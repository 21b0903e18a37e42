//! Programmatic builder for test components
//!
//! [`ComponentBuilder`] assembles a [`LocalComponentMetadata`] whose variants
//! prepare from in-memory declarations. Unlike descriptor-backed components it
//! can count preparations and inject preparation failures.

use crate::model::{
    ArtifactName, ComponentArtifactMetadata, ComponentId, GraphTraversalVariants,
    ImmutableAttributes, LocalComponentMetadata, LocalConfigurationMetadata, ModuleVersionId,
    VariantMetadata, VariantResolveId, VariantResolveMetadata, VariantSet,
};
use std::sync::Arc;
use std::sync::atomic::{AtomicUsize, Ordering};

#[derive(Clone, Debug)]
struct PhysicalSpec {
    name: String,
    attributes: Vec<(String, String)>,
    artifacts: Vec<ArtifactName>,
}

#[derive(Clone, Debug)]
struct ConfigurationSpec {
    name: String,
    attributes: Vec<(String, String)>,
    artifacts: Vec<ArtifactName>,
    variants: Vec<PhysicalSpec>,
    failures: usize,
}

/// Builder for test components.
///
/// Methods that describe artifacts, variants or failures apply to the most
/// recently added configuration.
///
/// # Example
///
/// ```rust,ignore
/// let sources = ArtifactName::jar("lib").with_classifier("sources");
/// let (component, preparations) = ComponentBuilder::project(":lib")
///     .configuration("runtimeElements")
///     .artifact(ArtifactName::jar("lib"))
///     .configuration("sourcesElements")
///     .variant("sources", &[("docs", "sources")], vec![sources])
///     .graph_variants(&["runtimeElements", "sourcesElements"])
///     .build_counted();
/// ```
#[derive(Debug)]
pub struct ComponentBuilder {
    module: ModuleVersionId,
    component_id: ComponentId,
    configurations: Vec<ConfigurationSpec>,
    graph_variants: Option<Vec<String>>,
}

impl ComponentBuilder {
    /// Start a project component `org.example:<name>:1.0` in the root build.
    pub fn project(project_path: &str) -> Self {
        let name = project_path.trim_start_matches(':').replace(':', "-");
        Self {
            module: ModuleVersionId::new("org.example", name, "1.0"),
            component_id: ComponentId::project(":", project_path),
            configurations: Vec::new(),
            graph_variants: None,
        }
    }

    /// Add a configuration.
    pub fn configuration(mut self, name: &str) -> Self {
        self.configurations.push(ConfigurationSpec {
            name: name.to_string(),
            attributes: Vec::new(),
            artifacts: Vec::new(),
            variants: Vec::new(),
            failures: 0,
        });
        self
    }

    /// Set an attribute on the current configuration.
    pub fn attribute(mut self, key: &str, value: &str) -> Self {
        if let Some(configuration) = self.configurations.last_mut() {
            configuration.attributes.extend(owned_pairs(&[(key, value)]));
        }
        self
    }

    /// Add an artifact to the current configuration.
    pub fn artifact(mut self, name: ArtifactName) -> Self {
        if let Some(configuration) = self.configurations.last_mut() {
            configuration.artifacts.push(name);
        }
        self
    }

    /// Add a physical variant to the current configuration.
    pub fn variant(
        mut self,
        name: &str,
        attributes: &[(&str, &str)],
        artifacts: Vec<ArtifactName>,
    ) -> Self {
        if let Some(configuration) = self.configurations.last_mut() {
            configuration.variants.push(PhysicalSpec {
                name: name.to_string(),
                attributes: owned_pairs(attributes),
                artifacts,
            });
        }
        self
    }

    /// Make the current configuration's first `times` preparations fail.
    pub fn failing(mut self, times: usize) -> Self {
        if let Some(configuration) = self.configurations.last_mut() {
            configuration.failures = times;
        }
        self
    }

    /// Publish the named configurations as graph traversal variants.
    pub fn graph_variants(mut self, names: &[&str]) -> Self {
        self.graph_variants = Some(names.iter().map(|name| name.to_string()).collect());
        self
    }

    /// Build the component.
    pub fn build(self) -> LocalComponentMetadata {
        self.build_counted().0
    }

    /// Build the component and a counter of preparation attempts across all its variants.
    pub fn build_counted(self) -> (LocalComponentMetadata, Arc<AtomicUsize>) {
        let attempts = Arc::new(AtomicUsize::new(0));
        let configurations: Vec<Arc<VariantMetadata>> = self
            .configurations
            .iter()
            .map(|spec| self.variant_for(spec, Arc::clone(&attempts)))
            .collect();

        let graph_variants = match &self.graph_variants {
            Some(names) => GraphTraversalVariants::Present(
                names
                    .iter()
                    .filter_map(|name| configurations.iter().find(|c| c.name() == name).cloned())
                    .collect(),
            ),
            None => GraphTraversalVariants::Absent,
        };

        let component = LocalComponentMetadata::new(
            self.module,
            self.component_id,
            ImmutableAttributes::empty(),
            configurations,
            graph_variants,
        );
        (component, attempts)
    }

    fn variant_for(
        &self,
        spec: &ConfigurationSpec,
        attempts: Arc<AtomicUsize>,
    ) -> Arc<VariantMetadata> {
        let owner = self.component_id.clone();
        let declared = spec.clone();
        let remaining_failures = AtomicUsize::new(spec.failures);

        let preparer = move |variant: &VariantMetadata| {
            attempts.fetch_add(1, Ordering::SeqCst);
            let failing = remaining_failures
                .fetch_update(Ordering::SeqCst, Ordering::SeqCst, |left| left.checked_sub(1))
                .is_ok();
            if failing {
                anyhow::bail!("injected preparation failure for '{}'", variant.name());
            }
            Ok(prepare(&owner, &declared))
        };

        Arc::new(VariantMetadata::new(
            &spec.name,
            ImmutableAttributes::of(spec.attributes.clone()),
            Arc::new(preparer),
        ))
    }
}

fn owned_pairs(pairs: &[(&str, &str)]) -> Vec<(String, String)> {
    pairs.iter().map(|(k, v)| (k.to_string(), v.to_string())).collect()
}

fn prepare(owner: &ComponentId, spec: &ConfigurationSpec) -> LocalConfigurationMetadata {
    let to_metadata =
        |name: &ArtifactName| ComponentArtifactMetadata::new(owner.clone(), name.clone(), None);
    let attributes = ImmutableAttributes::of(spec.attributes.clone());
    let artifacts: Vec<ComponentArtifactMetadata> =
        spec.artifacts.iter().map(to_metadata).collect();

    let variants: VariantSet = if spec.variants.is_empty() {
        [Arc::new(VariantResolveMetadata::new(
            VariantResolveId::new(&spec.name),
            &spec.name,
            attributes.clone(),
            artifacts.clone(),
        ))]
        .into_iter()
        .collect()
    } else {
        spec.variants
            .iter()
            .map(|physical| {
                let overrides = ImmutableAttributes::of(physical.attributes.clone());
                Arc::new(VariantResolveMetadata::new(
                    VariantResolveId::new(format!("{}/{}", spec.name, physical.name)),
                    &physical.name,
                    attributes.overlay(&overrides),
                    physical.artifacts.iter().map(to_metadata).collect(),
                ))
            })
            .collect()
    };

    LocalConfigurationMetadata::new(&spec.name, attributes, artifacts, variants)
}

- - - - - - -

This exercise requires all the entries to be written out again exactly.

repository 21b0903e18a37e42
//! Programmatic builder for test components
//!
//! [`ComponentBuilder`] assembles a [`LocalComponentMetadata`] whose variants
//! prepare from in-memory declarations. Unlike descriptor-backed components it
//! can count preparations and inject preparation failures.

use crate::model::{
    ArtifactName, ComponentArtifactMetadata, ComponentId, GraphTraversalVariants,
    ImmutableAttributes, LocalComponentMetadata, LocalConfigurationMetadata, ModuleVersionId,
    VariantMetadata, VariantResolveId, VariantResolveMetadata, VariantSet,
};
use std::sync::Arc;
use std::sync::atomic::{AtomicUsize, Ordering};

#[derive(Clone, Debug)]
struct PhysicalSpec {
    name: String,
    attributes: Vec<(String, String)>,
    artifacts: Vec<ArtifactName>,
}

#[derive(Clone, Debug)]
struct ConfigurationSpec {
    name: String,
    attributes: Vec<(String, String)>,
    artifacts: Vec<ArtifactName>,
    variants: Vec<PhysicalSpec>,
    failures: usize,
}

/// Builder for test components.
///
/// Methods that describe artifacts, variants or failures apply to the most
/// recently added configuration.
///
/// # Example
///
/// ```rust,ignore
/// let sources = ArtifactName::jar("lib").with_classifier("sources");
/// let (component, preparations) = ComponentBuilder::project(":lib")
///     .configuration("runtimeElements")
///     .artifact(ArtifactName::jar("lib"))
///     .configuration("sourcesElements")
///     .variant("sources", &[("docs", "sources")], vec![sources])
///     .graph_variants(&["runtimeElements", "sourcesElements"])
///     .build_counted();
/// ```
#[derive(Debug)]
pub struct ComponentBuilder {
    module: ModuleVersionId,
    component_id: ComponentId,
    configurations: Vec<ConfigurationSpec>,
    graph_variants: Option<Vec<String>>,
}

impl ComponentBuilder {
    /// Start a project component `org.example:<name>:1.0` in the root build.
    pub fn project(project_path: &str) -> Self {
        let name = project_path.trim_start_matches(':').replace(':', "-");
        Self {
            module: ModuleVersionId::new("org.example", name, "1.0"),
            component_id: ComponentId::project(":", project_path),
            configurations: Vec::new(),
            graph_variants: None,
        }
    }

    /// Add a configuration.
    pub fn configuration(mut self, name: &str) -> Self {
        self.configurations.push(ConfigurationSpec {
            name: name.to_string(),
            attributes: Vec::new(),
            artifacts: Vec::new(),
            variants: Vec::new(),
            failures: 0,
        });
        self
    }

    /// Set an attribute on the current configuration.
    pub fn attribute(mut self, key: &str, value: &str) -> Self {
        if let Some(configuration) = self.configurations.last_mut() {
            configuration.attributes.extend(owned_pairs(&[(key, value)]));
        }
        self
    }

    /// Add an artifact to the current configuration.
    pub fn artifact(mut self, name: ArtifactName) -> Self {
        if let Some(configuration) = self.configurations.last_mut() {
            configuration.artifacts.push(name);
        }
        self
    }

    /// Add a physical variant to the current configuration.
    pub fn variant(
        mut self,
        name: &str,
        attributes: &[(&str, &str)],
        artifacts: Vec<ArtifactName>,
    ) -> Self {
        if let Some(configuration) = self.configurations.last_mut() {
            configuration.variants.push(PhysicalSpec {
                name: name.to_string(),
                attributes: owned_pairs(attributes),
                artifacts,
            });
        }
        self
    }

    /// Make the current configuration's first `times` preparations fail.
    pub fn failing(mut self, times: usize) -> Self {
        if let Some(configuration) = self.configurations.last_mut() {
            configuration.failures = times;
        }
        self
    }

    /// Publish the named configurations as graph traversal variants.
    pub fn graph_variants(mut self, names: &[&str]) -> Self {
        self.graph_variants = Some(names.iter().map(|name| name.to_string()).collect());
        self
    }

    /// Build the component.
    pub fn build(self) -> LocalComponentMetadata {
        self.build_counted().0
    }

    /// Build the component and a counter of preparation attempts across all its variants.
    pub fn build_counted(self) -> (LocalComponentMetadata, Arc<AtomicUsize>) {
        let attempts = Arc::new(AtomicUsize::new(0));
        let configurations: Vec<Arc<VariantMetadata>> = self
            .configurations
            .iter()
            .map(|spec| self.variant_for(spec, Arc::clone(&attempts)))
            .collect();

        let graph_variants = match &self.graph_variants {
            Some(names) => GraphTraversalVariants::Present(
                names
                    .iter()
                    .filter_map(|name| configurations.iter().find(|c| c.name() == name).cloned())
                    .collect(),
            ),
            None => GraphTraversalVariants::Absent,
        };

        let component = LocalComponentMetadata::new(
            self.module,
            self.component_id,
            ImmutableAttributes::empty(),
            configurations,
            graph_variants,
        );
        (component, attempts)
    }

    fn variant_for(
        &self,
        spec: &ConfigurationSpec,
        attempts: Arc<AtomicUsize>,
    ) -> Arc<VariantMetadata> {
        let owner = self.component_id.clone();
        let declared = spec.clone();
        let remaining_failures = AtomicUsize::new(spec.failures);

        let preparer = move |variant: &VariantMetadata| {
            attempts.fetch_add(1, Ordering::SeqCst);
            let failing = remaining_failures
                .fetch_update(Ordering::SeqCst, Ordering::SeqCst, |left| left.checked_sub(1))
                .is_ok();
            if failing {
                anyhow::bail!("injected preparation failure for '{}'", variant.name());
            }
            Ok(prepare(&owner, &declared))
        };

        Arc::new(VariantMetadata::new(
            &spec.name,
            ImmutableAttributes::of(spec.attributes.clone()),
            Arc::new(preparer),
        ))
    }
}

fn owned_pairs(pairs: &[(&str, &str)]) -> Vec<(String, String)> {
    pairs.iter().map(|(k, v)| (k.to_string(), v.to_string())).collect()
}

fn prepare(owner: &ComponentId, spec: &ConfigurationSpec) -> LocalConfigurationMetadata {
    let to_metadata =
        |name: &ArtifactName| ComponentArtifactMetadata::new(owner.clone(), name.clone(), None);
    let attributes = ImmutableAttributes::of(spec.attributes.clone());
    let artifacts: Vec<ComponentArtifactMetadata> =
        spec.artifacts.iter().map(to_metadata).collect();

    let variants: VariantSet = if spec.variants.is_empty() {
        [Arc::new(VariantResolveMetadata::new(
            VariantResolveId::new(&spec.name),
            &spec.name,
            attributes.clone(),
            artifacts.clone(),
        ))]
        .into_iter()
        .collect()
    } else {
        spec.variants
            .iter()
            .map(|physical| {
                let overrides = ImmutableAttributes::of(physical.attributes.clone());
                Arc::new(VariantResolveMetadata::new(
                    VariantResolveId::new(format!("{}/{}", spec.name, physical.name)),
                    &physical.name,
                    attributes.overlay(&overrides),
                    physical.artifacts.iter().map(to_metadata).collect(),
                ))
            })
            .collect()
    };

    LocalConfigurationMetadata::new(&spec.name, attributes, artifacts, variants)
}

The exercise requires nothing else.